A solitary light in the darkness; the sharp red digits of my alarm clock spell out five in the morning, but I'm not blearily staring at them from the comfort of my bed. I'm just glancing behind my shoulder, standing by the closed bedroom curtains, gripping an unhappy lump of nickle-plated steel. Despite the futility of it all I've been standing a vigil watch all night, staring into a whirl of ivory spots. The unsettling feelings I had as a child looking out into the oppressive fall of night and snow never left me.

When I ran away from South Park so long ago I was sure that was the worst of it: just feelings and imaginations of fresh frozen hell rising to engulf me. But the waking nightmare that kept me frozen on my feet was the fact that my dark imagination was my reality. One night long ago, out there, I was walking home late from a still and quiet evening at the frozen lake where I would cast out my dread to sink to the bottom. Arriving at my doorstep I heard a noise and I turned my head. There was nothing behind me, save for my footprints, and another set of foot prints that had followed me closely with no owner in sight upon discovery. I walked back to the lake in the morning, pulled by the dreadful feeling in my stomach and discovered a lump of bright orange soaked with bright red. I felt my sanity leaving me in heaps of sick and streams of tears and broken wheezing cries, burying a horrifying truth under clean and crisp whiteness in my mind.

My dear old friend Kenny Mccormick is a feckless seed of unspeakable evil created so that even death may die, and the sum of our fears may awaken to devour the world whole again and again and again. A gun can't kill that. A gun can't kill Kenny Mccormick either. This gun is a shortcut to hell, a place preferable to the kingdom of the mad dreamer and his regenerating livestock. This gun is loaded with two bullets. One for myself, and one for the only person that could have possibly brought me back here to piece back together the prophecy of our demise, my love that made me run when impending calamity could not: Kyle Broflovski, in my bed asleep and bare, fingers curling and lips twitching whispering the chorus of a dirge to humanity. My eyes have left the clock to look upon him now and I'm lulled into a fool's peace.

When my survival instincts snap me alert once more to look back out the window it's all I could do not to snuff myself then and there. A black mass is approaching my home, their parade proceeded by a monster in orange wearing a wide gaping smile with eyes wide open turned up at me.

My frozen surface is cracking, breaking up, I'm sobbing and shaking and Kyle's slender fingers are wrapping over mine, over my grip on our emergency exit.
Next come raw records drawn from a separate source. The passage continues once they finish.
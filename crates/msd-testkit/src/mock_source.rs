//! Scriptable source API double.

use std::sync::Mutex;

use serde_json::{json, Value};

use msd_source::api::{InventoryScope, SourceApi, SourceFetchError};

/// One endpoint's scripted behavior: a raw body, or a transport failure.
#[derive(Debug, Clone)]
enum Script {
    Body(Value),
    Fail(String),
}

/// In-process [`SourceApi`] double.
///
/// Each endpoint starts as an empty array; tests replace the body (any
/// envelope shape) or script a transport failure. The last inventory scope
/// seen is recorded for assertions.
pub struct MockSourceApi {
    products: Mutex<Script>,
    inventory: Mutex<Script>,
    stock: Mutex<Script>,
    last_scope: Mutex<Option<InventoryScope>>,
}

impl Default for MockSourceApi {
    fn default() -> Self {
        Self::new()
    }
}

impl MockSourceApi {
    pub fn new() -> Self {
        Self {
            products: Mutex::new(Script::Body(json!([]))),
            inventory: Mutex::new(Script::Body(json!([]))),
            stock: Mutex::new(Script::Body(json!([]))),
            last_scope: Mutex::new(None),
        }
    }

    pub fn set_products(&self, body: Value) {
        *self.products.lock().unwrap() = Script::Body(body);
    }

    pub fn set_inventory(&self, body: Value) {
        *self.inventory.lock().unwrap() = Script::Body(body);
    }

    pub fn set_stock(&self, body: Value) {
        *self.stock.lock().unwrap() = Script::Body(body);
    }

    pub fn fail_products(&self, message: impl Into<String>) {
        *self.products.lock().unwrap() = Script::Fail(message.into());
    }

    pub fn fail_inventory(&self, message: impl Into<String>) {
        *self.inventory.lock().unwrap() = Script::Fail(message.into());
    }

    pub fn fail_stock(&self, message: impl Into<String>) {
        *self.stock.lock().unwrap() = Script::Fail(message.into());
    }

    /// The scope of the most recent inventory fetch.
    pub fn last_scope(&self) -> Option<InventoryScope> {
        self.last_scope.lock().unwrap().clone()
    }

    fn run(script: &Mutex<Script>) -> Result<Value, SourceFetchError> {
        match &*script.lock().unwrap() {
            Script::Body(body) => Ok(body.clone()),
            Script::Fail(message) => Err(SourceFetchError::Transport(message.clone())),
        }
    }
}

#[async_trait::async_trait]
impl SourceApi for MockSourceApi {
    async fn fetch_products(&self) -> Result<Value, SourceFetchError> {
        Self::run(&self.products)
    }

    async fn fetch_inventory(
        &self,
        scope: &InventoryScope,
    ) -> Result<Value, SourceFetchError> {
        *self.last_scope.lock().unwrap() = Some(scope.clone());
        Self::run(&self.inventory)
    }

    async fn fetch_stock(&self) -> Result<Value, SourceFetchError> {
        Self::run(&self.stock)
    }
}

// ---------------------------------------------------------------------------
// Tests
// ---------------------------------------------------------------------------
He's wreathed with the white sheet from my bed like the Helen of Troy, standing close behind to plant chilling pecks of his smooth and glassy lips upon the nape of my neck. His whisper of a song has reached it's outro and he's guiding me around to face him so that he may comfort me as always, to take my eyes off of the willing slaves of the deep and old ones outside who wait to drag us under and join them in an octopus garden at the bottom of the darkest ocean.

Kyle is nudging my blubbering lips with his in slow, deliberate kisses just as he's slowly lifting my hand to bring the barrel of my gun to his temple. "I'll go on ahead, Stan. I'll make a spot for us in the shade. I really am so glad you came back for me. So glad that you finally believed in me the way that I always believed in you. Don't make me wait. Not anymore." I can hear the crunching of wood downstairs as my front door is impacted with the heavy blows of axes. I've pulled back the hammer of the gun while telling Kyle how much I love him. So long ago I escaped from this place, but my heart remained with Kyle, and once I had returned to find them again, I was forced to accept my harrowing destiny of sinking into oblivion in the wreckage of South Park.